## Exercise description
Extract every line below, verbatim.

Saved data entries:

//! packs any number of Sprout spends and payments into a chain of 2-in/2-out
//! JoinSplits.
//!
//! Each JoinSplit in a chain carries its surplus forward as a change note,
//! which the next JoinSplit spends. That change note only exists inside the
//! transaction being built, so its witness is synthesized from the previous
//! link's tree state plus the previous link's output commitments.
//!
//! The public value crosses the boundary at most twice: `vpub_old` on the
//! first link and `vpub_new` on the last.

use std::collections::HashMap;
use std::collections::VecDeque;

use rand::Rng;
use tracing::debug;

use super::js_description_info::JsDescriptionInfo;
use super::js_description_info::ShuffledJsDescription;
use crate::models::blockchain::amount::checked_sum;
use crate::models::blockchain::amount::Amount;
use crate::models::blockchain::digest::Hash256;
use crate::models::blockchain::sprout::joinsplit::JsDescription;
use crate::models::blockchain::sprout::joinsplit::JsInput;
use crate::models::blockchain::sprout::joinsplit::JsOutput;
use crate::models::blockchain::sprout::joinsplit::ZC_NUM_JS_INPUTS;
use crate::models::blockchain::sprout::keys::SproutSpendingKey;
use crate::models::blockchain::sprout::merkle_tree::SproutMerkleTree;
use crate::models::blockchain::sprout::merkle_tree::SproutWitness;
use crate::models::blockchain::sprout::note::SproutNotePlaintext;
use crate::models::blockchain::sprout::note_encryption::NoteDecryption;
use crate::models::blockchain::sprout::prover::SproutProver;
use crate::models::state::wallet::sprout_tree_view::SproutTreeView;
use crate::tx_initiation::error::BuildError;
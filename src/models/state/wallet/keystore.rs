//! Access to the wallet's transparent signing keys.

use std::collections::HashMap;
use std::fmt;

use rand::Rng;
use secp256k1::PublicKey;
use secp256k1::Secp256k1;
use secp256k1::SecretKey;

use crate::models::blockchain::transaction::transparent::KeyId;
use crate::models::blockchain::transaction::transparent::TransparentAddress;

/// A secp256k1 secret key controlling transparent P2PKH coins.
#[derive(Clone, PartialEq, Eq)]
pub struct TransparentSecretKey(SecretKey);

impl TransparentSecretKey {
    /// `None` unless `bytes` is a valid scalar.
    pub fn from_bytes(bytes: &[u8; 32]) -> Option<Self> {
        SecretKey::from_slice(bytes).ok().map(Self)
    }

    pub fn random() -> Self {
        Self::random_from(&mut rand::rng())
    }

    pub fn random_from<R: Rng + ?Sized>(rng: &mut R) -> Self {
        loop {
            let bytes: [u8; 32] = rng.random();
            if let Some(key) = Self::from_bytes(&bytes) {
                return key;
            }
        }
    }

    pub(crate) fn secret_key(&self) -> &SecretKey {
        &self.0
    }

    pub fn public_key(&self) -> PublicKey {
        PublicKey::from_secret_key(&Secp256k1::signing_only(), &self.0)
    }

    /// compressed SEC1 encoding, as pushed in P2PKH script signatures.
    pub fn public_key_bytes(&self) -> [u8; 33] {
        self.public_key().serialize()
    }

    pub fn key_id(&self) -> KeyId {
        KeyId::from_pubkey(&self.public_key_bytes())
    }

    pub fn address(&self) -> TransparentAddress {
        TransparentAddress::PublicKeyHash(self.key_id())
    }
}

impl fmt::Debug for TransparentSecretKey {
    fn fmt(&self, f: &mut fmt::Formatter<'_>) -> fmt::Result {
        write!(f, "TransparentSecretKey(key_id={})", self.key_id())
    }
}

impl Drop for TransparentSecretKey {
    fn drop(&mut self) {
        self.0.non_secure_erase();
    }
}

/// Source of transparent secret keys.
///
/// Shared between concurrently running wallet operations, so implementations
/// do their own locking.
pub trait KeyStore: fmt::Debug + Send + Sync {
    fn transparent_secret_key(&self, key_id: &KeyId) -> Option<TransparentSecretKey>;
}

/// A keystore holding its keys in memory.
#[derive(Debug, Clone, Default)]
pub struct InMemoryKeyStore {
    keys: HashMap<KeyId, TransparentSecretKey>,
}

impl InMemoryKeyStore {
    pub fn new() -> Self {
        Default::default()
    }

    /// Store `key`, returning the id it is found under.
    pub fn add(&mut self, key: TransparentSecretKey) -> KeyId {
        let key_id = key.key_id();
        self.keys.insert(key_id, key);
        key_id
    }

    pub fn len(&self) -> usize {
        self.keys.len()
    }

    pub fn is_empty(&self) -> bool {
        self.keys.is_empty()
    }
}

impl KeyStore for InMemoryKeyStore {
    fn transparent_secret_key(&self, key_id: &KeyId) -> Option<TransparentSecretKey> {
        self.keys.get(key_id).cloned()
    }
}
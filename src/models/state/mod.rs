//! wallet-side collaborators of the transaction builder.

pub mod wallet;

## Task output
//! packs any number of Sprout spends and payments into a chain of 2-in/2-out
//! JoinSplits.
//!
//! Each JoinSplit in a chain carries its surplus forward as a change note,
//! which the next JoinSplit spends. That change note only exists inside the
//! transaction being built, so its witness is synthesized from the previous
//! link's tree state plus the previous link's output commitments.
//!
//! The public value crosses the boundary at most twice: `vpub_old` on the
//! first link and `vpub_new` on the last.

use std::collections::HashMap;
use std::collections::VecDeque;

use rand::Rng;
use tracing::debug;

use super::js_description_info::JsDescriptionInfo;
use super::js_description_info::ShuffledJsDescription;
use crate::models::blockchain::amount::checked_sum;
use crate::models::blockchain::amount::Amount;
use crate::models::blockchain::digest::Hash256;
use crate::models::blockchain::sprout::joinsplit::JsDescription;
use crate::models::blockchain::sprout::joinsplit::JsInput;
use crate::models::blockchain::sprout::joinsplit::JsOutput;
use crate::models::blockchain::sprout::joinsplit::ZC_NUM_JS_INPUTS;
use crate::models::blockchain::sprout::keys::SproutSpendingKey;
use crate::models::blockchain::sprout::merkle_tree::SproutMerkleTree;
use crate::models::blockchain::sprout::merkle_tree::SproutWitness;
use crate::models::blockchain::sprout::note::SproutNotePlaintext;
use crate::models::blockchain::sprout::note_encryption::NoteDecryption;
use crate::models::blockchain::sprout::prover::SproutProver;
use crate::models::state::wallet::sprout_tree_view::SproutTreeView;
use crate::tx_initiation::error::BuildError;
filename src/models/state/wallet/keystore.rs
//! Access to the wallet's transparent signing keys.

use std::collections::HashMap;
use std::fmt;

use rand::Rng;
use secp256k1::PublicKey;
use secp256k1::Secp256k1;
use secp256k1::SecretKey;

use crate::models::blockchain::transaction::transparent::KeyId;
use crate::models::blockchain::transaction::transparent::TransparentAddress;

/// A secp256k1 secret key controlling transparent P2PKH coins.
#[derive(Clone, PartialEq, Eq)]
pub struct TransparentSecretKey(SecretKey);

impl TransparentSecretKey {
    /// `None` unless `bytes` is a valid scalar.
    pub fn from_bytes(bytes: &[u8; 32]) -> Option<Self> {
        SecretKey::from_slice(bytes).ok().map(Self)
    }

    pub fn random() -> Self {
        Self::random_from(&mut rand::rng())
    }

    pub fn random_from<R: Rng + ?Sized>(rng: &mut R) -> Self {
        loop {
            let bytes: [u8; 32] = rng.random();
            if let Some(key) = Self::from_bytes(&bytes) {
                return key;
            }
        }
    }

    pub(crate) fn secret_key(&self) -> &SecretKey {
        &self.0
    }

    pub fn public_key(&self) -> PublicKey {
        PublicKey::from_secret_key(&Secp256k1::signing_only(), &self.0)
    }

    /// compressed SEC1 encoding, as pushed in P2PKH script signatures.
    pub fn public_key_bytes(&self) -> [u8; 33] {
        self.public_key().serialize()
    }

    pub fn key_id(&self) -> KeyId {
        KeyId::from_pubkey(&self.public_key_bytes())
    }

    pub fn address(&self) -> TransparentAddress {
        TransparentAddress::PublicKeyHash(self.key_id())
    }
}

impl fmt::Debug for TransparentSecretKey {
    fn fmt(&self, f: &mut fmt::Formatter<'_>) -> fmt::Result {
        write!(f, "TransparentSecretKey(key_id={})", self.key_id())
    }
}

impl Drop for TransparentSecretKey {
    fn drop(&mut self) {
        self.0.non_secure_erase();
    }
}

/// Source of transparent secret keys.
///
/// Shared between concurrently running wallet operations, so implementations
/// do their own locking.
pub trait KeyStore: fmt::Debug + Send + Sync {
    fn transparent_secret_key(&self, key_id: &KeyId) -> Option<TransparentSecretKey>;
}

/// A keystore holding its keys in memory.
#[derive(Debug, Clone, Default)]
pub struct InMemoryKeyStore {
    keys: HashMap<KeyId, TransparentSecretKey>,
}

impl InMemoryKeyStore {
    pub fn new() -> Self {
        Default::default()
    }

    /// Store `key`, returning the id it is found under.
    pub fn add(&mut self, key: TransparentSecretKey) -> KeyId {
        let key_id = key.key_id();
        self.keys.insert(key_id, key);
        key_id
    }

    pub fn len(&self) -> usize {
        self.keys.len()
    }

    pub fn is_empty(&self) -> bool {
        self.keys.is_empty()
    }
}

impl KeyStore for InMemoryKeyStore {
    fn transparent_secret_key(&self, key_id: &KeyId) -> Option<TransparentSecretKey> {
        self.keys.get(key_id).cloned()
    }
}
filename src/models/state/mod.rs
//! wallet-side collaborators of the transaction builder.

pub mod wallet;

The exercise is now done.